Play is essential human experience. Play brings us together and enables emotional connect. Games in provide a valuable context in which we take creative action, explore our emotions, learn, interact, and live. The Interface Ecology Lab identifies digital games as a compelling domain in which to investiage human-computer and human-human interaction.
Through play, gamers develop unique skills, experiences, and relationships. This makes gamers an interesting demographic for study. Drawing from their unique context, gamers provide new perspectives and insights on problems traditionally studied in other domains.
A complex culture has emerged around games. New social media forms, such as live-streaming, enable gamers to share play experiences and form new communities. We are working to understand these new media forms and play communities.

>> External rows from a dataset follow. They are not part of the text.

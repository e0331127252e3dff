//! Fetch entry points for LinkBrief
//!
//! This module provides the options shared by all fetchers and a convenience
//! function for one-off fetches. The actual transport is implemented by
//! fetchers in the [`fetchers`](crate::fetchers) module.

use crate::error::FetchError;
use crate::fetchers::{Fetcher, HttpFetcher};
use crate::DEFAULT_USER_AGENT;
use std::time::Duration;

/// Default whole-request timeout
pub const DEFAULT_FETCH_TIMEOUT: Duration = Duration::from_secs(10);

/// Default cap on body bytes read from a page (5 MiB)
pub const DEFAULT_MAX_BODY_BYTES: usize = 5 * 1024 * 1024;

/// Options applied to every fetch
#[derive(Debug, Clone)]
pub struct FetchOptions {
    /// Whole-request timeout (connect, headers and body)
    pub timeout: Duration,
    /// User-Agent sent to origin servers
    pub user_agent: String,
    /// Bytes of body kept; the rest is dropped
    pub max_body_bytes: usize,
}

impl Default for FetchOptions {
    fn default() -> Self {
        Self {
            timeout: DEFAULT_FETCH_TIMEOUT,
            user_agent: DEFAULT_USER_AGENT.to_string(),
            max_body_bytes: DEFAULT_MAX_BODY_BYTES,
        }
    }
}

impl FetchOptions {
    /// Set the timeout
    pub fn timeout(mut self, timeout: Duration) -> Self {
        self.timeout = timeout;
        self
    }

    /// Set a custom User-Agent
    pub fn user_agent(mut self, user_agent: impl Into<String>) -> Self {
        self.user_agent = user_agent.into();
        self
    }

    /// Set the body byte cap
    pub fn max_body_bytes(mut self, max_body_bytes: usize) -> Self {
        self.max_body_bytes = max_body_bytes;
        self
    }
}

/// Fetch a page with default options
///
/// For repeated fetches keep an [`HttpFetcher`] around instead, so the
/// connection pool is reused.
pub async fn fetch_html(url: &str) -> Result<String, FetchError> {
    fetch_html_with_options(url, &FetchOptions::default()).await
}

/// Fetch a page with custom options
pub async fn fetch_html_with_options(
    url: &str,
    options: &FetchOptions,
) -> Result<String, FetchError> {
    HttpFetcher::new()?.fetch(url, options).await
}

#[cfg(test)]
mod tests {
    use super::*;

    #[test]
    fn test_fetch_options_default() {
        let options = FetchOptions::default();
        assert_eq!(options.timeout, Duration::from_secs(10));
        assert_eq!(options.user_agent, "Mozilla/5.0 (compatible; KeeeeepBot/1.0)");
        assert_eq!(options.max_body_bytes, 5 * 1024 * 1024);
    }

    #[test]
    fn test_fetch_options_builder() {
        let options = FetchOptions::default()
            .timeout(Duration::from_millis(250))
            .user_agent("TestAgent/1.0")
            .max_body_bytes(1024);
        assert_eq!(options.timeout, Duration::from_millis(250));
        assert_eq!(options.user_agent, "TestAgent/1.0");
        assert_eq!(options.max_body_bytes, 1024);
    }

    #[tokio::test]
    async fn test_fetch_invalid_scheme() {
        let result = fetch_html("ftp://example.com").await;
        assert!(matches!(result, Err(FetchError::InvalidUrlScheme)));
    }
}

We aim to leverage our understanding of play and games culture to not only create new meaningful play experiences, but to inform our understanding and design in other contexts.
We developed a series of digital games for Teaching Team Coordination (TeC). We began with ethnography of fire emergency response work practice, developing understanding of situated contexts, and design principles for simulations of team coordination in crisis response. We mapped real-world actions map to game mechanics: players work together to achieve goals and avoid hazards. We invented Zero-Fidelity Simulation, a method that focuses on reproducing communication and information distribution components of target environments, to produce engaging, low-cost, and effective educational experiences.